Member of the Washington House of Representatives from the 29th district
- Incumbent
- Assumed office January 9, 2023 Serving with Melanie Morgan
- Preceded by: Steve Kirby

Personal details
- Party: Democratic
- Education: Washington State University (BA)

= Sharlett Mena =

American politician

Sharlett Mena is an American politician who is a member of the Washington House of Representatives for the 29th district. Elected in November 2022, she assumed office on January 9, 2023.

== Early life and education ==
The daughter of immigrant farmworkers from Mexico, Mena was raised in Tri-Cities, Washington. She earned a Bachelor of Arts degree in public administration from Washington State University. Mena was the first member of her family to graduate from college.

== Career ==
In 2012 and 2013, Mena served as the web communications manager for Congressman Albio Sires. From 2013 to 2016, she was the communications director and scheduler for Congressman Gene Green. Mena worked as the digital director for Governor Jay Inslee's re-election campaign during the 2016 Washington gubernatorial election.

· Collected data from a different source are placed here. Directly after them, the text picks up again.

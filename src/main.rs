use apiwatch::db::store::{HistoryStore, MemoryStore, SeaOrmStore};
use apiwatch::monitoring::{HttpProber, MonitorService, Scheduler};
use apiwatch::notifications::build_notifier;
use apiwatch::server::config::ServerConfig;
use apiwatch::version::VERSION;
use apiwatch::web::create_axum_router;

use clap::Parser;
use std::sync::Arc;
use tracing::{error, info, warn};
use tracing_appender::rolling;
use tracing_subscriber::{EnvFilter, fmt, layer::SubscriberExt, util::SubscriberInitExt};

#[derive(Parser, Debug)]
#[command(author, version, about, long_about = None)]
struct Args {
    /// Path to the configuration file
    #[arg(short, long)]
    config: Option<String>,
}

fn init_logging(log_dir: &str) {
    // Log to a file: JSON format, daily rotation
    let file_appender = rolling::daily(log_dir, "server.log");
    let file_layer = fmt::layer()
        .with_writer(file_appender)
        .with_ansi(false)
        .json();

    // Log to stdout: human-readable format
    let stdout_layer = fmt::layer().with_writer(std::io::stdout);

    let env_filter = EnvFilter::try_from_default_env()
        .unwrap_or_else(|_| EnvFilter::new("info,sea_orm=warn,sqlx::query=warn"));

    tracing_subscriber::registry()
        .with(env_filter)
        .with(file_layer)
        .with(stdout_layer)
        .init();
}

async fn shutdown_signal() {
    if let Err(e) = tokio::signal::ctrl_c().await {
        error!(error = %e, "Failed to listen for shutdown signal.");
    }
    info!("Shutdown signal received.");
}

#[tokio::main]
async fn main() -> Result<(), Box<dyn std::error::Error + Send + Sync>> {
    // Manually check for --version before full parsing to keep the simple output.
    if std::env::args().any(|arg| arg == "--version") {
        println!("apiwatch version: {VERSION}");
        return Ok(());
    }

    let args = Args::parse();

    // --- Server Config Setup ---
    let server_config = match ServerConfig::load(args.config.as_deref()) {
        Ok(config) => Arc::new(config),
        Err(e) => {
            eprintln!("Failed to load server configuration: {e}");
            return Err(e.into());
        }
    };

    init_logging(&server_config.log_dir);
    info!("Starting apiwatch, version: {}", VERSION);

    // --- History Store Setup ---
    let store: Arc<dyn HistoryStore> = match server_config.database_url.as_deref() {
        Some(url) => {
            let store = SeaOrmStore::connect(url, server_config.database_max_connections).await?;
            store.ensure_schema().await?;
            info!("Connected to PostgreSQL history store.");
            Arc::new(store)
        }
        None => {
            warn!("No database URL configured; history is kept in memory and lost on restart.");
            Arc::new(MemoryStore::new())
        }
    };

    // --- Monitoring Engine Setup ---
    let prober = Arc::new(HttpProber::new(&server_config.probe)?);
    let notifier = build_notifier(&server_config.notifications)?;
    let scheduler = Arc::new(Scheduler::new(
        store,
        prober,
        notifier,
        server_config.classifier.clone(),
        server_config.scheduler.clone(),
    ));
    let tracked = scheduler.start().await?;
    info!(apis = tracked, "Monitoring engine running.");

    let monitor_service = Arc::new(MonitorService::new(scheduler.clone()));

    // --- HTTP Server Setup ---
    let router = create_axum_router(monitor_service);
    let listener = tokio::net::TcpListener::bind(&server_config.listen_addr).await?;
    info!("HTTP API listening on {}", server_config.listen_addr);

    let served = axum::serve(listener, router)
        .with_graceful_shutdown(shutdown_signal())
        .await;

    scheduler.shutdown().await;
    if let Err(e) = served {
        error!(error = %e, "HTTP server terminated with an error.");
        return Err(e.into());
    }
    info!("apiwatch stopped.");
    Ok(())
}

Mena later worked as a communications specialist for Democratic members of the Washington State Legislature and served in Inslee's gubernatorial office as deputy director. In 2019, she became a special assistant to the director of the Washington State Department of Ecology.

=== Washington House of Representatives ===
In 2020, Mena challenged incumbent Democratic representative Steve Kirby. During her 2020 campaign, she was endorsed by Vermont Senator Bernie Sanders. In 2022, Kirby retired and endorsed Mena's successful campaign for the Washington House of Representatives.